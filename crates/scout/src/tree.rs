//! Scout tree assembly.
//!
//! The nesting below mirrors the tree shape:
//!
//! ```text
//! scout (parallel, success on all)
//! ├── topics2bb (sequence)
//! │   ├── scan2bb      → event_scan_button
//! │   └── battery2bb   → battery_percentage, battery_low_warning
//! └── priorities (selector)
//!     ├── battery emergency (success-is-failure)
//!     │   ├── battery ok?
//!     │   └── flash red
//!     ├── scan (sequence)
//!     │   ├── scan requested?
//!     │   ├── preempt? (selector)
//!     │   │   ├── scan again? (success-is-running)
//!     │   │   └── scanning (parallel, success on one)
//!     │   │       ├── rotate
//!     │   │       └── flash blue
//!     │   └── celebrate (parallel, success on one)
//!     │       ├── flash green
//!     │       └── pause
//!     └── idle
//! ```

use std::time::Duration;

use behavior_tree::builder::{
    parallel, selector, sequence, success_is_failure, success_is_running,
};
use behavior_tree::{
    ActionClient, Behavior, Blackboard, CheckBlackboardVariable, Idle, Key, ParallelPolicy,
    Timer,
};
use tokio::sync::{mpsc, watch};

use crate::adapters::{BatteryToBlackboard, EventToBlackboard};
use crate::config::ScoutConfig;
use crate::led::{FlashLedStrip, LedCommand};
use crate::rotate::{RotateGoal, RotateServer};

/// Channel ends the tree consumes and produces.
pub struct Topics {
    pub scan_events: mpsc::UnboundedReceiver<()>,
    pub battery: watch::Receiver<f64>,
    pub led: watch::Sender<LedCommand>,
}

/// Builds the full scout tree.
pub fn create_root(
    blackboard: &Blackboard,
    topics: Topics,
    rotate: RotateServer,
    config: &ScoutConfig,
) -> Box<dyn Behavior> {
    let scan_button = Key::<bool>::new("event_scan_button");
    let battery_percentage = Key::<f64>::new("battery_percentage");
    let battery_low = Key::<bool>::new("battery_low_warning");

    let scan2bb = EventToBlackboard::new(
        "scan2bb",
        blackboard.clone(),
        scan_button.clone(),
        topics.scan_events,
    );
    let battery2bb = BatteryToBlackboard::new(
        "battery2bb",
        blackboard.clone(),
        battery_percentage,
        battery_low.clone(),
        config.battery_threshold,
        topics.battery,
    );

    let battery_ok = CheckBlackboardVariable::new(
        "battery ok?",
        blackboard.clone(),
        battery_low,
        false,
    );
    let scan_requested = CheckBlackboardVariable::new(
        "scan requested?",
        blackboard.clone(),
        scan_button.clone(),
        true,
    );
    let scan_again = CheckBlackboardVariable::new(
        "scan again?",
        blackboard.clone(),
        scan_button,
        true,
    );

    parallel(
        "scout",
        ParallelPolicy::SuccessOnAll,
        vec![
            sequence(
                "topics2bb",
                vec![
                    Box::new(scan2bb) as Box<dyn Behavior>,
                    Box::new(battery2bb),
                ],
            ),
            selector(
                "priorities",
                vec![
                    success_is_failure(
                        "battery emergency",
                        selector(
                            "battery check",
                            vec![
                                Box::new(battery_ok) as Box<dyn Behavior>,
                                Box::new(FlashLedStrip::new(
                                    "flash red",
                                    "red",
                                    topics.led.clone(),
                                )),
                            ],
                        ),
                    ),
                    sequence(
                        "scan",
                        vec![
                            Box::new(scan_requested) as Box<dyn Behavior>,
                            selector(
                                "preempt?",
                                vec![
                                    success_is_running("scan again", Box::new(scan_again)),
                                    parallel(
                                        "scanning",
                                        ParallelPolicy::SuccessOnOne,
                                        vec![
                                            Box::new(ActionClient::new(
                                                "rotate",
                                                rotate,
                                                RotateGoal::default(),
                                            ))
                                                as Box<dyn Behavior>,
                                            Box::new(FlashLedStrip::new(
                                                "flash blue",
                                                "blue",
                                                topics.led.clone(),
                                            )),
                                        ],
                                    ),
                                ],
                            ),
                            parallel(
                                "celebrate",
                                ParallelPolicy::SuccessOnOne,
                                vec![
                                    Box::new(FlashLedStrip::new(
                                        "flash green",
                                        "green",
                                        topics.led,
                                    ))
                                        as Box<dyn Behavior>,
                                    Box::new(Timer::new(
                                        "pause",
                                        Duration::from_secs(config.pause_secs),
                                    )),
                                ],
                            ),
                        ],
                    ),
                    Box::new(Idle::new("idle")),
                ],
            ),
        ],
    )
}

## Assignment
Count how many lines in the data above hold the string "ActionClient", and give the number with no other words.

## Reply
2